There is a mild functional impact on activities using lower limbs.

1.    At least one of the following applies:

a.    the person has some difficulty walking to local facilities (e.g. shops or bus-stop); or

b.    the person has some difficulty walking around a shopping mall or supermarket without a rest; or

c.     the person has some difficulty climbing stairs; and

2.    At least one of the following applies:

a.    the person is unable to stand for more than 10 minutes;

b.    the person can mobilise effectively but needs to use a lower limb prosthesis or a walking stick.

10

There is a moderate functional impact on activities using lower limbs.

1.    At least one of the following applies:

a.    the person is unable to walk far outside their home and needs to drive or get other transport to local shops or community facilities; or

b.    the person is unable to use stairs or steps without assistance; or

c.     the person is unable to stand for more than 5 minutes; and

2.    The person is able to use public transport or a motor vehicle and walk around in a shopping centre or supermarket.

3.    This impairment rating level includes a person who can:

a.    move around independently using a wheelchair and can independently transfer to and from a wheelchair (e.g. can use a wheelchair accessible toilet independently); or

b.    move around independently using walking aids (e.g. quad stick, crutches or walking frame).

Note:       The person may require additional time and effort to move around a workplace, may need to use disabled access entries, lifts and toilets, and may not be able to access some areas of a workplace or training facility.

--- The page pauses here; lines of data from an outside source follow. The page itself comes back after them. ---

//! # Page Cache
//!
//! A bounded pool of 16KB page frames keyed by page index, fronting the
//! schema file. Frames are handed out as `Arc<RwLock<PageFrame>>`; the
//! reference count doubles as the pin count, so eviction only considers
//! frames nobody else holds. Selection is least-recently-used via a
//! per-slot recency stamp.
//!
//! The root page (index 0) is pinned for the lifetime of the cache: every
//! traversal starts there and the engine keeps its address fixed.
//!
//! Eviction never performs I/O itself. Dirty victims are handed back to
//! the caller, which writes them out after the cache lock is released;
//! the map lock is therefore never held across a file operation.

use std::sync::Arc;

use hashbrown::HashMap;
use parking_lot::{Mutex, RwLock};

use crate::config::PAGE_SIZE;

/// One cached page image.
pub struct PageFrame {
    pub data: Box<[u8]>,
    pub dirty: bool,
}

impl PageFrame {
    pub fn zeroed() -> Self {
        Self {
            data: vec![0u8; PAGE_SIZE].into_boxed_slice(),
            dirty: false,
        }
    }

    pub fn from_bytes(data: Box<[u8]>) -> Self {
        debug_assert_eq!(data.len(), PAGE_SIZE);
        Self { data, dirty: false }
    }
}

/// Shared handle to a cached page. Holding one pins the frame.
pub type FrameRef = Arc<RwLock<PageFrame>>;

struct Slot {
    frame: FrameRef,
    stamp: u64,
}

struct Inner {
    slots: HashMap<u32, Slot>,
    tick: u64,
}

pub struct PageCache {
    inner: Mutex<Inner>,
    capacity: usize,
}

impl PageCache {
    pub fn new(capacity: usize) -> Self {
        Self {
            inner: Mutex::new(Inner {
                slots: HashMap::with_capacity(capacity),
                tick: 0,
            }),
            capacity: capacity.max(2),
        }
    }

    pub fn capacity(&self) -> usize {
        self.capacity
    }

    pub fn len(&self) -> usize {
        self.inner.lock().slots.len()
    }

    pub fn is_empty(&self) -> bool {
        self.len() == 0
    }

    /// Looks up a frame, bumping its recency.
    pub fn get(&self, page_index: u32) -> Option<FrameRef> {
        let mut inner = self.inner.lock();
        inner.tick += 1;
        let tick = inner.tick;
        let slot = inner.slots.get_mut(&page_index)?;
        slot.stamp = tick;
        Some(Arc::clone(&slot.frame))
    }

    /// Inserts a frame, returning the winning handle (an earlier insert by
    /// a racing thread wins) plus any dirty frames evicted to make room.
    ///
    /// The caller must write the evicted dirty frames back to the file;
    /// they are no longer reachable through the cache.
    pub fn insert(&self, page_index: u32, frame: PageFrame) -> (FrameRef, Vec<(u32, FrameRef)>) {
        let mut inner = self.inner.lock();
        inner.tick += 1;
        let tick = inner.tick;

        if let Some(slot) = inner.slots.get_mut(&page_index) {
            slot.stamp = tick;
            return (Arc::clone(&slot.frame), Vec::new());
        }

        let frame: FrameRef = Arc::new(RwLock::new(frame));
        inner.slots.insert(
            page_index,
            Slot {
                frame: Arc::clone(&frame),
                stamp: tick,
            },
        );

        let mut evicted_dirty = Vec::new();
        while inner.slots.len() > self.capacity {
            // LRU among unpinned, non-root frames; the map's Arc is the
            // only reference to an unpinned frame
            let victim = inner
                .slots
                .iter()
                .filter(|(idx, slot)| **idx != 0 && Arc::strong_count(&slot.frame) == 1)
                .min_by_key(|(_, slot)| slot.stamp)
                .map(|(idx, _)| *idx);
            match victim {
                Some(idx) => {
                    let slot = inner.slots.remove(&idx).expect("victim vanished");
                    if slot.frame.read().dirty {
                        evicted_dirty.push((idx, slot.frame));
                    }
                }
                None => break, // everything pinned; run over capacity
            }
        }

        (frame, evicted_dirty)
    }

    /// Snapshot of every cached frame, for flush-all.
    pub fn snapshot(&self) -> Vec<(u32, FrameRef)> {
        let inner = self.inner.lock();
        let mut frames: Vec<(u32, FrameRef)> = inner
            .slots
            .iter()
            .map(|(idx, slot)| (*idx, Arc::clone(&slot.frame)))
            .collect();
        frames.sort_unstable_by_key(|(idx, _)| *idx);
        frames
    }
}

#[cfg(test)]
mod tests {
    use super::*;

    #[test]
    fn insert_then_get_returns_same_frame() {
        let cache = PageCache::new(4);
        let mut frame = PageFrame::zeroed();
        frame.data[0] = 7;
        let (inserted, evicted) = cache.insert(3, frame);
        assert!(evicted.is_empty());

        let fetched = cache.get(3).unwrap();
        assert!(Arc::ptr_eq(&inserted, &fetched));
        assert_eq!(fetched.read().data[0], 7);
    }

    #[test]
    fn racing_insert_keeps_first_frame() {
        let cache = PageCache::new(4);
        let mut first = PageFrame::zeroed();
        first.data[0] = 1;
        let (winner, _) = cache.insert(5, first);

        let mut second = PageFrame::zeroed();
        second.data[0] = 2;
        let (resolved, _) = cache.insert(5, second);
        assert!(Arc::ptr_eq(&winner, &resolved));
        assert_eq!(resolved.read().data[0], 1);
    }

    #[test]
    fn lru_eviction_prefers_oldest_unpinned() {
        let cache = PageCache::new(2);
        let (_a, _) = cache.insert(1, PageFrame::zeroed());
        let (_b, _) = cache.insert(2, PageFrame::zeroed());
        drop(_a);
        drop(_b);
        cache.get(1); // page 2 becomes LRU

        cache.insert(3, PageFrame::zeroed());
        assert_eq!(cache.len(), 2);
        assert!(cache.get(2).is_none());
        assert!(cache.get(1).is_some());
    }

    #[test]
    fn pinned_frames_survive_eviction() {
        let cache = PageCache::new(2);
        let (pinned, _) = cache.insert(1, PageFrame::zeroed());
        let (b, _) = cache.insert(2, PageFrame::zeroed());
        drop(b);

        cache.insert(3, PageFrame::zeroed());
        assert!(cache.get(1).is_some(), "pinned frame must stay");
        assert!(cache.get(2).is_none(), "unpinned frame was the victim");
        drop(pinned);
    }

    #[test]
    fn root_page_is_never_evicted() {
        let cache = PageCache::new(2);
        let (root, _) = cache.insert(0, PageFrame::zeroed());
        drop(root);
        for idx in 1..10u32 {
            let (f, _) = cache.insert(idx, PageFrame::zeroed());
            drop(f);
        }
        assert!(cache.get(0).is_some());
    }

    #[test]
    fn dirty_victims_are_returned_for_writeback() {
        let cache = PageCache::new(2);
        let (a, _) = cache.insert(1, PageFrame::zeroed());
        a.write().dirty = true;
        drop(a);
        let (b, _) = cache.insert(2, PageFrame::zeroed());
        drop(b);

        cache.get(2); // page 1 is LRU and dirty
        let (_c, evicted) = cache.insert(3, PageFrame::zeroed());
        assert_eq!(evicted.len(), 1);
        assert_eq!(evicted[0].0, 1);
        assert!(evicted[0].1.read().dirty);
    }

    #[test]
    fn over_capacity_when_everything_pinned() {
        let cache = PageCache::new(2);
        let _a = cache.insert(1, PageFrame::zeroed()).0;
        let _b = cache.insert(2, PageFrame::zeroed()).0;
        let _c = cache.insert(3, PageFrame::zeroed()).0;
        assert_eq!(cache.len(), 3);
    }
}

  1. In oral evidence, Mr Kovacevic stated that at the time of his application he could walk 200 metres and for 15 minutes. He has used a walking stick for years and is considering using a walking frame in the near future for extra support. He cannot use public transport because he cannot navigate the steps. He can drive to the shops although he is usually taken there. He can walk short distances within shops before needing to sit down. He can sometimes use stairs.

  2. Under the moderate functional descriptors of Table 3, the Tribunal is satisfied that Mr Kovacevic matches the examples in: 1(a) in only being able to walk 200 metres; and, 2 by being able to use a motor vehicle and walk around in a shopping centre or a supermarket; and is included at 3(b) as he moves around independently using a walking stick. 

  1. For these reasons the Tribunal is satisfied that Mr Kovacevic’s lower limb conditions have a moderate functional impact on activities using his legs and feet and assigns 10 points under Table 3.

    Spinal Conditions

  2. The Secretary contends that in the qualification period, Mr Kovacevic’s spinal conditions were not fully diagnosed, fully treated and fully stabilised in the qualification period precluding assignment of an impairment rating.

  3. On 22 April 2016 Dr Issah indicated that Mr Kovacevic had received a cortisone injection in treatment of osteoarthritis of the spine and large disc bulges at right L4-5 and that he was referring for spinal surgery.[43] The large right L4-5 disc bulge had been identified by Dr Nicholas Brett in an imaging report of 15 April 2013.[44]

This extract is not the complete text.